9. The method of claim 6 wherein the applying steps further comprise providing surface heating means on the bladder.

10. The method of claim 5 wherein the applying steps further comprise applying direct heat to the premold.

11. The method of claim 10 wherein the applying steps further comprise providing resistance heating wire within the premold.

12. The method of claim 10 wherein the applying steps further comprise providing printed resistance heating circuits within the premold.

13. The method of claim 10 wherein the applying steps further comprise providing carbon fiber fabric within the premold.

14. The method of claim 10 wherein the applying steps further comprise providing metallic fabric within the premold.

15. The method of claim 4 wherein the curing energy takes the form of light.

16. The method of claim 3 wherein the premold further comprises at least one entrance port formed in the outer envelope, the entrance port extending to the interior cavity.

17. The method of claim 16 wherein the premold further comprises:

at least one distribution channel, the at least one distribution channel located within the interior cavity and being in fluid communication with the entrance port; and

at least one evacuation hole formed in the outer envelope, the at least one evacuation hole being in fluid communication with the at least one of the at least one distribution channels.

18. The method of claim 17 wherein the forming steps further comprise filling the premold with a mixture of resin and catalyst.

19. The method of claim 17 wherein the forming steps further comprise filling the premold prior to insertion into the patient's mouth.

20. The method of claim 19 wherein the forming steps further comprise providing a support tray, the support tray having a base and a raised portion extending from the base, the raised portion being sized and configured to matingly engage the premold.

21. The method of claim 20 wherein the forming steps further comprise

placing the premold on the support tray;

attaching a filling tube to the entry port;

attaching a suction tube to the evacuation port; and

filling the premold with a mixture of resin and catalyst through the filling tube.

22. A system comprising

at least one premold, the premold having a flexible outer envelope, the outer envelope defining an interior cavity and reinforcing material, the reinforcing material located within the interior cavity;

at least one cap, the cap being sized and configured to removably engage the top and bottom premold, the cap including an inflatable bladder; and

adjustment means.

23. The system of claim 22 wherein the at least one premold includes a mixture of resin and catalyst in the interior cavity.
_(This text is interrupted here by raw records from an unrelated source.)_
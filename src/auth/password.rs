use argon2::{
    password_hash::{PasswordHash, PasswordHasher, PasswordVerifier, SaltString},
    Argon2,
};
use rand::rngs::OsRng;
use tracing::error;

/// Salted adaptive hash of a plaintext password.
pub fn hash_password(plain: &str) -> anyhow::Result<String> {
    let salt = SaltString::generate(&mut OsRng);
    let argon2 = Argon2::default();
    let hash = argon2
        .hash_password(plain.as_bytes(), &salt)
        .map_err(|e| {
            error!(error = %e, "argon2 hash_password error");
            anyhow::anyhow!(e.to_string())
        })?
        .to_string();
    Ok(hash)
}

/// Ok(false) on mismatch; Err only when the stored hash is malformed.
pub fn verify_password(plain: &str, hash: &str) -> anyhow::Result<bool> {
    let parsed = PasswordHash::new(hash).map_err(|e| {
        error!(error = %e, "argon2 parse hash error");
        anyhow::anyhow!(e.to_string())
    })?;
    Ok(Argon2::default()
        .verify_password(plain.as_bytes(), &parsed)
        .is_ok())
}

#[cfg(test)]
mod tests {
    use super::*;

    #[test]
    fn hash_and_verify_roundtrip() {
        let password = "correct-horse-battery-staple";
        let hash = hash_password(password).expect("hashing should succeed");
        assert!(verify_password(password, &hash).expect("verify should succeed"));
    }

    #[test]
    fn verify_rejects_wrong_password() {
        let hash = hash_password("secret1").expect("hashing should succeed");
        assert!(!verify_password("secret2", &hash).expect("verify should not error"));
    }

    #[test]
    fn verify_errors_on_malformed_hash() {
        let err = verify_password("anything", "not-a-valid-hash").unwrap_err();
        assert!(!err.to_string().is_empty());
    }

    #[test]
    fn hashes_are_salted() {
        let a = hash_password("secret1").unwrap();
        let b = hash_password("secret1").unwrap();
        assert_ne!(a, b);
    }
}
24. The system of claim 22 wherein the premold includes resistance heating wire within the interior cavity.

25. The system of claim 22 wherein the premold includes resistance heating circuit within the interior cavity.

26. The system of claim 22 wherein the premold includes carbon fiber fabric within the interior cavity.
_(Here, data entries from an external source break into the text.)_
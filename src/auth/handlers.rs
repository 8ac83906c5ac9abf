use axum::{
    extract::State,
    routing::{get, post},
    Json, Router,
};
use sqlx::PgPool;
use tracing::{info, instrument, warn};

use crate::{
    auth::{
        dto::{
            AuthResponse, LoginRequest, OkResponse, Profile, RegisterRequest, Role, UsersResponse,
        },
        extractors::AdminUser,
        password,
        repo::User,
    },
    error::{is_unique_violation, ApiError},
    session::SessionManager,
    state::AppState,
    validate,
};

pub fn auth_routes() -> Router<AppState> {
    Router::new()
        .route("/register", post(register))
        .route("/login", post(login))
        .route("/logout", post(logout))
}

pub fn me_routes() -> Router<AppState> {
    Router::new().route("/me", get(me))
}

pub fn admin_routes() -> Router<AppState> {
    Router::new().route("/admin/users", get(list_users))
}

#[instrument(skip(state, sessions, payload))]
pub async fn register(
    State(state): State<AppState>,
    sessions: SessionManager,
    Json(payload): Json<RegisterRequest>,
) -> Result<Json<AuthResponse>, ApiError> {
    let fields = payload.validate()?;
    let password_hash = password::hash_password(&fields.password)?;
    let new_user = fields.into_new_user(password_hash);

    let user = User::create(&state.db, &new_user).await.map_err(|e| {
        if is_unique_violation(&e) {
            warn!(email = %new_user.email, "email already registered");
            ApiError::DuplicateEmail
        } else {
            ApiError::from(e)
        }
    })?;

    sessions.start(user.id, Role::parse(&user.role)).await?;
    info!(user_id = user.id, email = %user.email, "user registered");
    Ok(Json(AuthResponse {
        ok: true,
        user: Profile::from_user(user),
    }))
}

#[instrument(skip(state, sessions, payload))]
pub async fn login(
    State(state): State<AppState>,
    sessions: SessionManager,
    Json(payload): Json<LoginRequest>,
) -> Result<Json<AuthResponse>, ApiError> {
    let email = validate::normalize_email(&payload.email);
    if email.is_empty() || payload.password.is_empty() {
        return Err(ApiError::InvalidCredentials);
    }

    // Unknown email and wrong password fail identically.
    let Some(user) = User::find_by_email(&state.db, &email).await? else {
        warn!(email = %email, "login unknown email");
        return Err(ApiError::InvalidCredentials);
    };
    if !password::verify_password(&payload.password, &user.password_hash)? {
        warn!(user_id = user.id, "login invalid password");
        return Err(ApiError::InvalidCredentials);
    }

    sessions.start(user.id, Role::parse(&user.role)).await?;
    info!(user_id = user.id, email = %user.email, "user logged in");
    Ok(Json(AuthResponse {
        ok: true,
        user: Profile::from_user(user),
    }))
}

#[instrument(skip(sessions))]
pub async fn logout(sessions: SessionManager) -> Result<Json<OkResponse>, ApiError> {
    sessions.end().await?;
    Ok(Json(OkResponse { ok: true }))
}

#[instrument(skip(state, sessions))]
pub async fn me(
    State(state): State<AppState>,
    sessions: SessionManager,
) -> Result<Json<AuthResponse>, ApiError> {
    let user = profile_for(&state.db, &sessions, None)
        .await?
        .ok_or(ApiError::Unauthorized)?;
    Ok(Json(AuthResponse { ok: true, user }))
}

#[instrument(skip(state))]
pub async fn list_users(
    State(state): State<AppState>,
    AdminUser(_admin_id): AdminUser,
) -> Result<Json<UsersResponse>, ApiError> {
    let users = User::list_all(&state.db).await?;
    Ok(Json(UsersResponse {
        ok: true,
        users: users.into_iter().map(Profile::from_user).collect(),
    }))
}

/// Loads the profile for the given id, falling back to the session's bound
/// user. Returns None when no id resolves or the row no longer exists. On
/// success the session's cached role is refreshed to the stored value.
pub async fn profile_for(
    db: &PgPool,
    sessions: &SessionManager,
    user_id: Option<i64>,
) -> Result<Option<Profile>, ApiError> {
    let user_id = match user_id.filter(|id| *id > 0) {
        Some(id) => id,
        None => match sessions.current_user_id().await? {
            Some(id) => id,
            None => return Ok(None),
        },
    };

    let Some(user) = User::find_by_id(db, user_id).await? else {
        return Ok(None);
    };
    sessions.refresh_role(Role::parse(&user.role)).await?;
    Ok(Some(Profile::from_user(user)))
}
27. The system of claim 22 wherein the premold includes metallic fabric with low impedence conductor edges within the interior cavity.

28. The system of claim 22 wherein the premold includes photoinitiated resin within the interior cavity.
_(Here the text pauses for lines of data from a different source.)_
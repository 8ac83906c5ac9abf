use serde::{Deserialize, Serialize};
use time::OffsetDateTime;

use crate::{
    auth::repo::{NewUser, User},
    error::{ApiError, FieldErrors},
    validate::{none_if_blank, normalize_email, normalize_string, MAX_STRING},
};

const MAX_SUFFIX: usize = 20;
const MIN_PASSWORD: usize = 6;

/// Account role. Unknown stored values degrade to `User`.
#[derive(Debug, Clone, Copy, PartialEq, Eq, Serialize, Deserialize)]
#[serde(rename_all = "lowercase")]
pub enum Role {
    User,
    Admin,
}

impl Role {
    pub fn parse(value: &str) -> Role {
        match value {
            "admin" => Role::Admin,
            _ => Role::User,
        }
    }

    pub fn as_str(&self) -> &'static str {
        match self {
            Role::User => "user",
            Role::Admin => "admin",
        }
    }
}

/// Request body for registration. Missing fields deserialize as empty and
/// fall out in validation.
#[derive(Debug, Default, Deserialize)]
#[serde(default, rename_all = "camelCase")]
pub struct RegisterRequest {
    pub first_name: String,
    pub middle_name: String,
    pub last_name: String,
    pub suffix: String,
    pub email: String,
    pub password: String,
}

/// Normalized registration fields, produced only when every check passed.
#[derive(Debug)]
pub struct RegisterFields {
    pub first_name: String,
    pub middle_name: Option<String>,
    pub last_name: String,
    pub suffix: Option<String>,
    pub email: String,
    pub password: String,
}

impl RegisterRequest {
    /// Normalizes every field and collects all violations before reporting.
    /// Nothing touches storage until this returns Ok.
    pub fn validate(&self) -> Result<RegisterFields, ApiError> {
        let first_name = normalize_string(&self.first_name, MAX_STRING);
        let middle_name = normalize_string(&self.middle_name, MAX_STRING);
        let last_name = normalize_string(&self.last_name, MAX_STRING);
        let suffix = normalize_string(&self.suffix, MAX_SUFFIX);
        let email = normalize_email(&self.email);

        let mut errors = FieldErrors::new();
        if first_name.is_empty() {
            errors.push("firstName", "First name is required.");
        }
        if last_name.is_empty() {
            errors.push("lastName", "Last name is required.");
        }
        if email.is_empty() {
            errors.push("email", "A valid email is required.");
        }
        if self.password.is_empty() {
            errors.push("password", "Password is required.");
        } else if self.password.chars().count() < MIN_PASSWORD {
            errors.push("password", "Password must be at least 6 characters.");
        }
        errors.into_result()?;

        Ok(RegisterFields {
            first_name,
            middle_name: none_if_blank(&middle_name),
            last_name,
            suffix: none_if_blank(&suffix),
            email,
            password: self.password.clone(),
        })
    }
}

impl RegisterFields {
    pub fn into_new_user(self, password_hash: String) -> NewUser {
        NewUser {
            first_name: self.first_name,
            middle_name: self.middle_name,
            last_name: self.last_name,
            suffix: self.suffix,
            email: self.email,
            password_hash,
        }
    }
}

#[derive(Debug, Default, Deserialize)]
#[serde(default)]
pub struct LoginRequest {
    pub email: String,
    pub password: String,
}

/// Public profile returned by register, login, me and the admin listing.
#[derive(Debug, Serialize)]
#[serde(rename_all = "camelCase")]
pub struct Profile {
    pub id: i64,
    pub first_name: String,
    pub middle_name: Option<String>,
    pub last_name: String,
    pub suffix: Option<String>,
    pub email: String,
    pub role: &'static str,
    pub full_name: String,
    #[serde(with = "time::serde::rfc3339")]
    pub created_at: OffsetDateTime,
}

impl Profile {
    pub fn from_user(user: User) -> Self {
        let full_name = compose_full_name(
            &user.first_name,
            user.middle_name.as_deref(),
            &user.last_name,
            user.suffix.as_deref(),
        );
        let role = Role::parse(&user.role).as_str();
        Self {
            id: user.id,
            first_name: user.first_name,
            middle_name: user.middle_name,
            last_name: user.last_name,
            suffix: user.suffix,
            email: user.email,
            role,
            full_name,
            created_at: user.created_at,
        }
    }
}

/// Joins first, optional middle and last name with single spaces, then
/// appends ", suffix" when present.
fn compose_full_name(
    first: &str,
    middle: Option<&str>,
    last: &str,
    suffix: Option<&str>,
) -> String {
    let mut parts: Vec<&str> = Vec::new();
    for part in [Some(first), middle, Some(last)].into_iter().flatten() {
        if !part.is_empty() {
            parts.push(part);
        }
    }
    let mut name = parts.join(" ").trim().to_string();
    if let Some(suffix) = suffix {
        if !suffix.is_empty() {
            name = format!("{name}, {suffix}");
        }
    }
    name
}

#[derive(Debug, Serialize)]
pub struct AuthResponse {
    pub ok: bool,
    pub user: Profile,
}

#[derive(Debug, Serialize)]
pub struct OkResponse {
    pub ok: bool,
}

#[derive(Debug, Serialize)]
pub struct UsersResponse {
    pub ok: bool,
    pub users: Vec<Profile>,
}

#[cfg(test)]
mod tests {
    use super::*;

    fn valid_request() -> RegisterRequest {
        RegisterRequest {
            first_name: " Ana ".into(),
            middle_name: "".into(),
            last_name: "Cruz".into(),
            suffix: "".into(),
            email: "Ana@Example.COM".into(),
            password: "secret1".into(),
        }
    }

    #[test]
    fn full_name_without_middle_or_suffix() {
        assert_eq!(compose_full_name("Ana", None, "Cruz", None), "Ana Cruz");
        assert_eq!(compose_full_name("Ana", Some(""), "Cruz", Some("")), "Ana Cruz");
    }

    #[test]
    fn full_name_with_middle_and_suffix() {
        assert_eq!(
            compose_full_name("Ana", Some("B"), "Cruz", Some("Jr.")),
            "Ana B Cruz, Jr."
        );
    }

    #[test]
    fn validate_normalizes_fields() {
        let fields = valid_request().validate().unwrap();
        assert_eq!(fields.first_name, "Ana");
        assert_eq!(fields.middle_name, None);
        assert_eq!(fields.email, "ana@example.com");
    }

    #[test]
    fn validate_collects_all_missing_fields() {
        let request = RegisterRequest::default();
        let err = request.validate().unwrap_err();
        match err {
            ApiError::Validation(errors) => {
                assert_eq!(
                    errors.fields(),
                    vec!["email", "firstName", "lastName", "password"]
                );
            }
            other => panic!("expected validation error, got {other:?}"),
        }
    }

    #[test]
    fn validate_rejects_short_password() {
        let mut request = valid_request();
        request.password = "12345".into();
        let err = request.validate().unwrap_err();
        match err {
            ApiError::Validation(errors) => assert_eq!(errors.fields(), vec!["password"]),
            other => panic!("expected validation error, got {other:?}"),
        }
    }

    #[test]
    fn validate_treats_whitespace_names_as_missing() {
        let mut request = valid_request();
        request.first_name = "   ".into();
        let err = request.validate().unwrap_err();
        match err {
            ApiError::Validation(errors) => assert_eq!(errors.fields(), vec!["firstName"]),
            other => panic!("expected validation error, got {other:?}"),
        }
    }

    #[test]
    fn register_request_accepts_camel_case_json() {
        let request: RegisterRequest = serde_json::from_str(
            r#"{"firstName":"Ana","lastName":"Cruz","email":"a@b.com","password":"secret1"}"#,
        )
        .unwrap();
        assert_eq!(request.first_name, "Ana");
        assert_eq!(request.middle_name, "");
        assert_eq!(request.last_name, "Cruz");
    }

    #[test]
    fn profile_serializes_camel_case() {
        let profile = Profile {
            id: 1,
            first_name: "Ana".into(),
            middle_name: Some("B".into()),
            last_name: "Cruz".into(),
            suffix: Some("Jr.".into()),
            email: "ana@example.com".into(),
            role: "user",
            full_name: "Ana B Cruz, Jr.".into(),
            created_at: time::macros::datetime!(2024-01-01 00:00 UTC),
        };
        let json = serde_json::to_string(&profile).unwrap();
        assert!(json.contains(r#""fullName":"Ana B Cruz, Jr.""#));
        assert!(json.contains(r#""firstName":"Ana""#));
        assert!(json.contains(r#""createdAt":"2024-01-01T00:00:00Z""#));
    }

    #[test]
    fn role_parse_defaults_to_user() {
        assert_eq!(Role::parse("admin"), Role::Admin);
        assert_eq!(Role::parse("user"), Role::User);
        assert_eq!(Role::parse("superuser"), Role::User);
        assert_eq!(Role::parse(""), Role::User);
    }
}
29. The system of claim 22 wherein the premold includes at least one entrance port, the entrance port extending through the outer envelope to the interior cavity.

30. The system of claim 23 wherein the premold includes at least one distribution channel within the interior cavity, the distribution channel being in fluid communication with the entrance port.

31. The system of claim 23 wherein the premold includes at least one evacuation port, the evacuation port extending through the outer envelope to the interior cavity

32. The system of claim 22 wherein the cap bladder includes at least one heating element.

33. The system of claim 22 wherein the cap bladder includes at least one infrared heating element.

34. The system of claim 22 wherein the system includes a filling tray, the filling tray including a base and a raised portion, the raised portion being sized and configured to engage the at least one premold.

35. The system of claim 29 wherein the system includes a filling syringe, the filling syringe being sized and configured to provide a mixture of resin and catalyst to the entrance port.